WHAT THE EXERCISE ASKS ::
Establish how many lines below contain the string "super". Respond with that number alone.
▬▬▬
//! `hetznerrobot_ssh_key`

use regex::Regex;
use serde_json::{json, Value};
use tracing::info;

use super::{get_str, Resource};
use crate::client::{RobotClient, SshKey};
use crate::error::ProviderError;
use crate::schema::{Attribute, Schema};

const FINGERPRINT_PATTERN: &str = "^[0-9a-f]{2}(:[0-9a-f]{2}){15}$";

pub struct SshKeyResource;

/// Whether `fingerprint` looks like an MD5 key fingerprint (`aa:bb:...`, 16 octets).
pub fn is_valid_fingerprint(fingerprint: &str) -> Result<bool, ProviderError> {
    let pattern = Regex::new(FINGERPRINT_PATTERN)
        .map_err(|e| ProviderError::Validation(e.to_string()))?;
    Ok(pattern.is_match(fingerprint))
}

pub(crate) fn key_state(key: &SshKey) -> Value {
    json!({
        "id": key.fingerprint,
        "name": key.name,
        "data": key.data,
        "fingerprint": key.fingerprint,
        "type": key.key_type,
        "size": key.size,
        "created_at": key.created_at,
    })
}

#[async_trait::async_trait]
impl Resource for SshKeyResource {
    fn type_name(&self) -> &'static str {
        "hetznerrobot_ssh_key"
    }

    fn schema(&self) -> Schema {
        Schema::v0()
            .with_description("An SSH public key stored in the Robot account")
            .with_attribute("id", Attribute::computed_string())
            .with_attribute("name", Attribute::required_string())
            .with_attribute(
                "data",
                Attribute::required_string()
                    .with_force_new()
                    .with_description("Public key in OpenSSH format"),
            )
            .with_attribute("fingerprint", Attribute::computed_string())
            .with_attribute("type", Attribute::computed_string())
            .with_attribute("size", Attribute::computed_int64())
            .with_attribute("created_at", Attribute::computed_string())
    }

    async fn create(&self, client: &RobotClient, planned: Value) -> Result<Value, ProviderError> {
        let name = get_str(&planned, "name")?;
        let data = get_str(&planned, "data")?;
        let mut key = client.create_ssh_key(name, data).await?;
        if key.data.is_empty() {
            key.data = data.to_string();
        }
        info!(fingerprint = %key.fingerprint, "created SSH key");
        Ok(key_state(&key))
    }

    async fn read(&self, client: &RobotClient, current: Value) -> Result<Value, ProviderError> {
        let fingerprint = get_str(&current, "id")?;
        let mut key = client
            .get_ssh_key(fingerprint)
            .await
            .map_err(|e| e.or_not_found(format!("SSH key {}", fingerprint)))?;
        if key.data.is_empty() {
            key.data = get_str(&current, "data").unwrap_or_default().to_string();
        }
        Ok(key_state(&key))
    }

    async fn update(&self, client: &RobotClient, prior: Value, planned: Value) -> Result<Value, ProviderError> {
        let fingerprint = get_str(&prior, "id")?;
        let name = get_str(&planned, "name")?;

        let mut key = if get_str(&prior, "name")? != name {
            client.rename_ssh_key(fingerprint, name).await?
        } else {
            client.get_ssh_key(fingerprint).await?
        };
        if key.data.is_empty() {
            key.data = get_str(&planned, "data")?.to_string();
        }
        Ok(key_state(&key))
    }

    async fn delete(&self, client: &RobotClient, current: Value) -> Result<(), ProviderError> {
        let fingerprint = get_str(&current, "id")?;
        client.delete_ssh_key(fingerprint).await?;
        info!(%fingerprint, "deleted SSH key");
        Ok(())
    }

    async fn import(&self, client: &RobotClient, id: &str) -> Result<Value, ProviderError> {
        if !is_valid_fingerprint(id)? {
            return Err(ProviderError::Validation(format!(
                "{:?} is not an SSH key fingerprint (expected 16 colon-separated hex octets)",
                id
            )));
        }
        let key = client
            .get_ssh_key(id)
            .await
            .map_err(|e| e.or_not_found(format!("SSH key {}", id)))?;
        Ok(key_state(&key))
    }
}
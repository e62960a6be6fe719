//! Schema-driven planning shared by every resource.
//!
//! Configurable attributes come from the proposal, computed-only attributes are
//! carried over from the prior state, and any difference in a `force_new`
//! attribute turns the update into a replacement.

use crate::schema::{AttributeType, Block, Schema};
use crate::types::{AttributeChange, PlanResult};
use serde_json::{Map, Value};

/// Plan the transition from `prior` (None when creating) to `proposed` (null when deleting).
pub fn plan_change(schema: &Schema, prior: Option<&Value>, proposed: &Value) -> PlanResult {
    if proposed.is_null() {
        return match prior {
            Some(prior) => PlanResult::with_changes(
                Value::Null,
                vec![AttributeChange::removed(
                    "id",
                    present(prior, "id").cloned().unwrap_or(Value::Null),
                )],
                false,
            ),
            None => PlanResult::no_change(Value::Null),
        };
    }

    match prior {
        None => plan_create(schema, proposed),
        Some(prior) => plan_update(schema, prior, proposed),
    }
}

fn plan_create(schema: &Schema, proposed: &Value) -> PlanResult {
    let planned = planned_state(schema, None, proposed, false);
    let changes = planned
        .iter()
        .map(|(name, value)| AttributeChange::added(name.clone(), value.clone()))
        .collect();
    PlanResult::with_changes(Value::Object(planned), changes, false)
}

fn plan_update(schema: &Schema, prior: &Value, proposed: &Value) -> PlanResult {
    let mut changes = Vec::new();
    let mut requires_replace = false;
    let planned = planned_state(schema, Some(prior), proposed, false);

    for (name, attr) in &schema.block.attributes {
        if !attr.flags.is_configurable() {
            continue;
        }
        let before = present(prior, name);
        let after = planned.get(name);
        if !values_equal(&attr.attr_type, before, after) {
            requires_replace |= attr.force_new;
            changes.push(AttributeChange::new(name.clone(), before.cloned(), after.cloned()));
        }
    }

    for (name, nested) in &schema.block.blocks {
        let before = present(prior, name).filter(|v| !is_empty_list(v));
        let after = planned.get(name).filter(|v| !is_empty_list(v));
        if before != after {
            requires_replace |= nested.force_new;
            changes.push(AttributeChange::new(name.clone(), before.cloned(), after.cloned()));
        }
    }

    if changes.is_empty() {
        return PlanResult::no_change(Value::Object(planned));
    }

    let planned = if requires_replace {
        // The replacement gets a fresh id and fresh computed values.
        planned_state(schema, Some(prior), proposed, true)
    } else {
        planned
    };
    PlanResult::with_changes(Value::Object(planned), changes, requires_replace)
}

fn planned_state(
    schema: &Schema,
    prior: Option<&Value>,
    proposed: &Value,
    replacing: bool,
) -> Map<String, Value> {
    let carried = if replacing { None } else { prior };
    let mut planned = Map::new();

    for (name, attr) in &schema.block.attributes {
        let value = if attr.flags.is_computed_only() {
            carried.and_then(|p| present(p, name)).cloned()
        } else {
            present(proposed, name)
                .cloned()
                .or_else(|| attr.default.clone())
                .or_else(|| {
                    if attr.flags.computed {
                        carried.and_then(|p| present(p, name)).cloned()
                    } else {
                        None
                    }
                })
        };
        if let Some(value) = value {
            planned.insert(name.clone(), value);
        }
    }

    for (name, nested) in &schema.block.blocks {
        if let Some(value) = present(proposed, name) {
            planned.insert(name.clone(), normalize_items(&nested.block, value));
        }
    }

    planned
}

/// Drop null members and fill in defaults in each nested block item.
fn normalize_items(block: &Block, value: &Value) -> Value {
    match value {
        Value::Array(items) => Value::Array(items.iter().map(|item| normalize_item(block, item)).collect()),
        item => normalize_item(block, item),
    }
}

fn normalize_item(block: &Block, item: &Value) -> Value {
    let Value::Object(members) = item else {
        return item.clone();
    };
    let mut normalized: Map<String, Value> = members
        .iter()
        .filter(|(_, v)| !v.is_null())
        .map(|(k, v)| (k.clone(), v.clone()))
        .collect();
    for (name, attr) in &block.attributes {
        if let Some(default) = &attr.default {
            normalized.entry(name.clone()).or_insert_with(|| default.clone());
        }
    }
    Value::Object(normalized)
}

fn present<'a>(value: &'a Value, name: &str) -> Option<&'a Value> {
    value.get(name).filter(|v| !v.is_null())
}

fn is_empty_list(value: &Value) -> bool {
    value.as_array().map(Vec::is_empty).unwrap_or(false)
}

/// Compare two attribute values; sets compare without regard to order.
fn values_equal(attr_type: &AttributeType, a: Option<&Value>, b: Option<&Value>) -> bool {
    match (attr_type, a, b) {
        (AttributeType::Set(_), Some(Value::Array(a)), Some(Value::Array(b))) => {
            a.len() == b.len() && a.iter().all(|x| b.contains(x)) && b.iter().all(|x| a.contains(x))
        }
        (AttributeType::Set(_) | AttributeType::List(_), None, Some(v))
        | (AttributeType::Set(_) | AttributeType::List(_), Some(v), None) => is_empty_list(v),
        _ => a == b,
    }
}

#[cfg(test)]
mod tests {
    use super::*;
    use crate::schema::{Attribute, NestedBlock};
    use serde_json::json;

    fn schema() -> Schema {
        Schema::v0()
            .with_attribute("id", Attribute::computed_string())
            .with_attribute("name", Attribute::required_string())
            .with_attribute("data", Attribute::required_string().with_force_new())
            .with_attribute(
                "architecture",
                Attribute::optional_computed_string().with_default(json!("64")),
            )
            .with_attribute(
                "servers",
                Attribute::optional_computed_set(AttributeType::Int64),
            )
            .with_attribute("fingerprint", Attribute::computed_string())
            .with_block(
                "rule",
                NestedBlock::list(Block::new().with_attribute("action", Attribute::required_string())),
            )
    }

    fn prior() -> Value {
        json!({
            "id": "aa:bb",
            "name": "deploy",
            "data": "ssh-ed25519 AAAA",
            "architecture": "64",
            "servers": [1, 2],
            "fingerprint": "aa:bb",
        })
    }

    #[test]
    fn test_plan_create_applies_defaults() {
        let plan = plan_change(&schema(), None, &json!({"name": "deploy", "data": "ssh-ed25519 AAAA"}));

        assert!(!plan.requires_replace);
        assert_eq!(plan.planned_state["architecture"], "64");
        assert!(plan.planned_state.get("id").is_none());
        let paths: Vec<_> = plan.changes.iter().map(|c| c.path.as_str()).collect();
        assert_eq!(paths, vec!["architecture", "data", "name"]);
    }

    #[test]
    fn test_plan_update_no_change_carries_computed() {
        let proposed = json!({"name": "deploy", "data": "ssh-ed25519 AAAA", "servers": [2, 1]});
        let plan = plan_change(&schema(), Some(&prior()), &proposed);

        assert!(plan.is_noop());
        assert_eq!(plan.planned_state["id"], "aa:bb");
        assert_eq!(plan.planned_state["fingerprint"], "aa:bb");
    }

    #[test]
    fn test_plan_update_in_place() {
        let proposed = json!({"name": "renamed", "data": "ssh-ed25519 AAAA"});
        let plan = plan_change(&schema(), Some(&prior()), &proposed);

        assert!(!plan.requires_replace);
        assert_eq!(plan.changes.len(), 1);
        assert_eq!(plan.changes[0].path, "name");
        assert_eq!(plan.planned_state["id"], "aa:bb");
        // unset optional+computed set keeps the prior membership
        assert_eq!(plan.planned_state["servers"], json!([1, 2]));
    }

    #[test]
    fn test_plan_force_new_replaces() {
        let proposed = json!({"name": "deploy", "data": "ssh-rsa BBBB"});
        let plan = plan_change(&schema(), Some(&prior()), &proposed);

        assert!(plan.requires_replace);
        assert!(plan.planned_state.get("id").is_none());
        assert!(plan.planned_state.get("fingerprint").is_none());
    }

    #[test]
    fn test_plan_block_change() {
        let mut with_rule = prior();
        with_rule["rule"] = json!([{"action": "accept"}]);
        let proposed = json!({
            "name": "deploy",
            "data": "ssh-ed25519 AAAA",
            "rule": [{"action": "discard"}],
        });
        let plan = plan_change(&schema(), Some(&with_rule), &proposed);

        assert_eq!(plan.changes.len(), 1);
        assert_eq!(plan.changes[0].path, "rule");
        assert!(!plan.requires_replace);
    }

    #[test]
    fn test_plan_normalizes_block_items() {
        let schema = Schema::v0().with_block(
            "rule",
            NestedBlock::list(
                Block::new()
                    .with_attribute("action", Attribute::required_string())
                    .with_attribute("ip_version", Attribute::optional_string().with_default(json!("ipv4")))
                    .with_attribute("dst_port", Attribute::optional_string()),
            ),
        );
        let plan = plan_change(
            &schema,
            None,
            &json!({"rule": [{"action": "accept", "dst_port": null}]}),
        );

        assert_eq!(
            plan.planned_state["rule"],
            json!([{"action": "accept", "ip_version": "ipv4"}])
        );
    }

    #[test]
    fn test_plan_delete() {
        let plan = plan_change(&schema(), Some(&prior()), &Value::Null);
        assert!(plan.planned_state.is_null());
        assert_eq!(plan.changes, vec![AttributeChange::removed("id", json!("aa:bb"))]);
    }

    #[test]
    fn test_set_comparison_ignores_order() {
        let set = AttributeType::set(AttributeType::Int64);
        assert!(values_equal(&set, Some(&json!([1, 2])), Some(&json!([2, 1]))));
        assert!(!values_equal(&set, Some(&json!([1, 2])), Some(&json!([1]))));
        assert!(values_equal(&set, None, Some(&json!([]))));
        assert!(!values_equal(&AttributeType::list(AttributeType::Int64), Some(&json!([1, 2])), Some(&json!([2, 1]))));
    }
}
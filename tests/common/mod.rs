#![allow(dead_code)]

use std::sync::Arc;

use hetzner_robot_provider::testing::{MockTransport, ProviderTester};
use hetzner_robot_provider::HetznerRobotProvider;
use serde_json::{json, Value};

pub const FINGERPRINT: &str = "56:29:99:a4:5d:ed:ac:95:c1:f5:88:82:90:5d:dd:10";
pub const SERVER_IP: &str = "123.123.123.123";

pub async fn configured() -> (Arc<MockTransport>, ProviderTester<HetznerRobotProvider>) {
    let mock = Arc::new(MockTransport::new());
    let tester = ProviderTester::new(HetznerRobotProvider::with_transport(mock.clone()));
    tester
        .configure(json!({"username": "#ws+robot", "password": "secret"}))
        .await
        .unwrap();
    (mock, tester)
}

pub fn key_json(name: &str) -> Value {
    json!({
        "key": {
            "name": name,
            "fingerprint": FINGERPRINT,
            "type": "ED25519",
            "size": 256,
            "data": "ssh-ed25519 AAAAC3NzaC1lZDI1NTE5 deploy@host",
            "created_at": "2024-01-15 10:00:00"
        }
    })
}

pub fn vswitch_json(name: &str, servers: &[u64]) -> Value {
    json!({
        "id": 4711,
        "name": name,
        "vlan": 4000,
        "cancelled": false,
        "server": servers
            .iter()
            .map(|n| json!({
                "server_ip": null,
                "server_ipv6_net": null,
                "server_number": n,
                "status": "processing"
            }))
            .collect::<Vec<_>>(),
        "subnet": [],
        "cloud_network": []
    })
}

pub fn server_json(name: &str) -> Value {
    json!({
        "server": {
            "server_ip": SERVER_IP,
            "server_ipv6_net": "2a01:4f8:111:4221::",
            "server_number": 321,
            "server_name": name,
            "product": "AX41-NVMe",
            "dc": "FSN1-DC14",
            "traffic": "unlimited",
            "status": "ready",
            "cancelled": false,
            "paid_until": "2026-12-31",
            "ip": [SERVER_IP],
            "subnet": [{"ip": "2a01:4f8:111:4221::", "mask": "64"}],
            "reset": true,
            "rescue": true,
            "vnc": true,
            "windows": false,
            "plesk": false,
            "cpanel": false,
            "wol": true,
            "hot_swap": false,
            "linked_storagebox": null
        }
    })
}

pub fn not_found(code: &str) -> Value {
    json!({"error": {"status": 404, "code": code, "message": "not found"}})
}
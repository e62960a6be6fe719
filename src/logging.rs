//! Logging setup for the provider.
//!
//! All logs go to **stderr**; stdout belongs to the host process.
//!
//! # Environment Variables
//!
//! - `RUST_LOG`: Controls log levels (e.g., `info`, `hetzner_robot_provider=debug`)
//!
//! Every Robot request and response is logged at `debug` level under the
//! `hetzner_robot_provider::client` target:
//!
//! ```bash
//! RUST_LOG=hetzner_robot_provider::client=debug ./host
//! ```

use tracing_subscriber::{fmt, prelude::*, registry::Registry, EnvFilter, Layer};

/// Level used when `RUST_LOG` is not set.
pub const DEFAULT_LEVEL: &str = "info";

fn stderr_layer() -> impl Layer<Registry> + Send + Sync {
    fmt::layer()
        .with_writer(std::io::stderr)
        .with_target(true)
        .with_thread_ids(false)
        .with_file(false)
        .with_line_number(false)
}

fn env_filter(default_level: &str) -> EnvFilter {
    EnvFilter::try_from_default_env().unwrap_or_else(|_| EnvFilter::new(default_level))
}

/// Initialize the default logging subscriber.
///
/// Respects `RUST_LOG` and falls back to [`DEFAULT_LEVEL`].
///
/// # Panics
///
/// Panics if a global subscriber has already been set.
pub fn init_logging() {
    init_logging_with_default(DEFAULT_LEVEL);
}

/// Initialize logging with a custom default level used when `RUST_LOG` is unset.
///
/// # Panics
///
/// Panics if a global subscriber has already been set.
pub fn init_logging_with_default(default_level: &str) {
    tracing_subscriber::registry()
        .with(stderr_layer())
        .with(env_filter(default_level))
        .init();
}

/// Try to initialize logging, returning false if a subscriber was already set.
pub fn try_init_logging() -> bool {
    tracing_subscriber::registry()
        .with(stderr_layer())
        .with(env_filter(DEFAULT_LEVEL))
        .try_init()
        .is_ok()
}

#[cfg(test)]
mod tests {
    // The global subscriber can only be set once per process, so only the
    // filter directives are checked here.

    use super::*;

    #[test]
    fn test_env_filter_parsing() {
        assert!(EnvFilter::try_new(DEFAULT_LEVEL).is_ok());
        assert!(EnvFilter::try_new("hetzner_robot_provider=debug").is_ok());
        assert!(EnvFilter::try_new("warn,hetzner_robot_provider::client=debug").is_ok());
    }

    #[test]
    fn test_try_init_is_idempotent() {
        let _ = try_init_logging();
        assert!(!try_init_logging());
    }
}
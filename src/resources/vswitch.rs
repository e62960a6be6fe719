//! `hetznerrobot_vswitch`

use std::collections::BTreeSet;
use std::ops::RangeInclusive;

use chrono::Local;
use serde_json::{json, Value};
use tracing::info;

use super::{as_whole_u64, get_str, get_u64, get_u64_list, numeric_id, parse_numeric_id, Resource};
use crate::client::{RobotClient, VSwitch};
use crate::error::ProviderError;
use crate::schema::{Attribute, AttributeType, Diagnostic, Schema};

/// VLAN ids Robot accepts for vSwitches.
pub const VLAN_RANGE: RangeInclusive<u64> = 4000..=4091;

pub struct VSwitchResource;

pub(crate) fn attached_server_type() -> AttributeType {
    AttributeType::object([
        ("server_number", AttributeType::Int64),
        ("server_ip", AttributeType::String),
        ("server_ipv6_net", AttributeType::String),
        ("status", AttributeType::String),
    ])
}

pub(crate) fn subnet_type() -> AttributeType {
    AttributeType::object([
        ("ip", AttributeType::String),
        ("mask", AttributeType::Int64),
        ("gateway", AttributeType::String),
    ])
}

pub(crate) fn cloud_network_type() -> AttributeType {
    AttributeType::object([
        ("id", AttributeType::Int64),
        ("ip", AttributeType::String),
        ("mask", AttributeType::Int64),
        ("gateway", AttributeType::String),
    ])
}

/// State of a vSwitch, with `servers` set to the actual membership.
pub(crate) fn vswitch_state(vswitch: &VSwitch) -> Value {
    json!({
        "id": vswitch.id.to_string(),
        "name": vswitch.name,
        "vlan": vswitch.vlan,
        "servers": vswitch.server_numbers(),
        "is_cancelled": vswitch.cancelled,
        "attached_servers": vswitch.server,
        "subnets": vswitch.subnet,
        "cloud_networks": vswitch.cloud_network,
    })
}

fn planned_vlan(state: &Value) -> Result<u32, ProviderError> {
    let vlan = get_u64(state, "vlan")?;
    if !VLAN_RANGE.contains(&vlan) {
        return Err(ProviderError::Validation(format!(
            "vlan {} is outside {}..={}",
            vlan,
            VLAN_RANGE.start(),
            VLAN_RANGE.end()
        )));
    }
    u32::try_from(vlan).map_err(|_| ProviderError::Validation(format!("vlan {} is too large", vlan)))
}

/// Membership requested by `planned`, or `None` when it leaves `servers` unset.
fn desired_servers(planned: &Value) -> Result<Option<BTreeSet<u64>>, ProviderError> {
    if planned.get("servers").map_or(true, Value::is_null) {
        return Ok(None);
    }
    Ok(Some(get_u64_list(planned, "servers")?.into_iter().collect()))
}

fn with_desired_servers(mut state: Value, desired: Option<&BTreeSet<u64>>) -> Value {
    if let Some(servers) = desired {
        state["servers"] = json!(servers);
    }
    state
}

#[async_trait::async_trait]
impl Resource for VSwitchResource {
    fn type_name(&self) -> &'static str {
        "hetznerrobot_vswitch"
    }

    fn schema(&self) -> Schema {
        Schema::v0()
            .with_description("A vSwitch connecting dedicated servers over a VLAN")
            .with_attribute("id", Attribute::computed_string())
            .with_attribute("name", Attribute::required_string())
            .with_attribute(
                "vlan",
                Attribute::required_int64().with_description("VLAN id between 4000 and 4091"),
            )
            .with_attribute(
                "servers",
                Attribute::optional_computed_set(AttributeType::Int64)
                    .with_description("Numbers of the servers attached to the vSwitch"),
            )
            .with_attribute("is_cancelled", Attribute::computed_bool())
            .with_attribute("attached_servers", Attribute::computed_list(attached_server_type()))
            .with_attribute("subnets", Attribute::computed_list(subnet_type()))
            .with_attribute("cloud_networks", Attribute::computed_list(cloud_network_type()))
    }

    fn validate(&self, config: &Value) -> Vec<Diagnostic> {
        let mut diagnostics = Vec::new();
        if let Some(vlan) = config.get("vlan").filter(|v| v.is_number()) {
            if !as_whole_u64(vlan).is_some_and(|v| VLAN_RANGE.contains(&v)) {
                diagnostics.push(
                    Diagnostic::error(format!("Invalid VLAN id {}", vlan))
                        .with_detail("vlan must be between 4000 and 4091")
                        .with_attribute("vlan"),
                );
            }
        }
        if let Some(servers) = config.get("servers").and_then(Value::as_array) {
            for (i, server) in servers.iter().enumerate() {
                if !as_whole_u64(server).is_some_and(|n| n > 0) {
                    diagnostics.push(
                        Diagnostic::error(format!("Invalid server number {}", server))
                            .with_detail("servers must contain positive server numbers")
                            .with_attribute(format!("servers.{}", i)),
                    );
                }
            }
        }
        if config.get("name").and_then(Value::as_str) == Some("") {
            diagnostics.push(Diagnostic::error("vSwitch name must not be empty").with_attribute("name"));
        }
        diagnostics
    }

    async fn create(&self, client: &RobotClient, planned: Value) -> Result<Value, ProviderError> {
        let name = get_str(&planned, "name")?;
        let vlan = planned_vlan(&planned)?;
        let desired = desired_servers(&planned)?;

        let created = client.create_vswitch(name, vlan).await?;
        info!(vswitch = created.id, %name, "created vSwitch");

        client
            .reconcile_vswitch_servers(created.id, [], desired.iter().flatten().copied())
            .await?;

        let vswitch = client.get_vswitch(created.id).await?;
        Ok(with_desired_servers(vswitch_state(&vswitch), desired.as_ref()))
    }

    async fn read(&self, client: &RobotClient, current: Value) -> Result<Value, ProviderError> {
        let id = numeric_id(&current)?;
        let vswitch = client
            .get_vswitch(id)
            .await
            .map_err(|e| e.or_not_found(format!("vSwitch {}", id)))?;
        Ok(vswitch_state(&vswitch))
    }

    async fn update(&self, client: &RobotClient, prior: Value, planned: Value) -> Result<Value, ProviderError> {
        let id = numeric_id(&prior)?;
        let name = get_str(&planned, "name")?;
        let vlan = planned_vlan(&planned)?;
        let previous = get_u64_list(&prior, "servers")?;
        let desired = desired_servers(&planned)?;

        if get_str(&prior, "name")? != name || get_u64(&prior, "vlan")? != u64::from(vlan) {
            client.update_vswitch(id, name, vlan).await?;
            info!(vswitch = id, %name, vlan, "updated vSwitch");
        }

        // Unset membership keeps whatever is attached.
        if let Some(desired) = &desired {
            client
                .reconcile_vswitch_servers(id, previous, desired.iter().copied())
                .await?;
        }

        let vswitch = client.get_vswitch(id).await?;
        Ok(with_desired_servers(vswitch_state(&vswitch), desired.as_ref()))
    }

    async fn delete(&self, client: &RobotClient, current: Value) -> Result<(), ProviderError> {
        let id = numeric_id(&current)?;
        let today = Local::now().date_naive();
        client.cancel_vswitch(id, today).await?;
        info!(vswitch = id, %today, "cancelled vSwitch");
        Ok(())
    }

    async fn import(&self, client: &RobotClient, id: &str) -> Result<Value, ProviderError> {
        let id = parse_numeric_id(id)?;
        let vswitch = client
            .get_vswitch(id)
            .await
            .map_err(|e| e.or_not_found(format!("vSwitch {}", id)))?;
        Ok(vswitch_state(&vswitch))
    }
}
▬▬▬
RESULT ::
4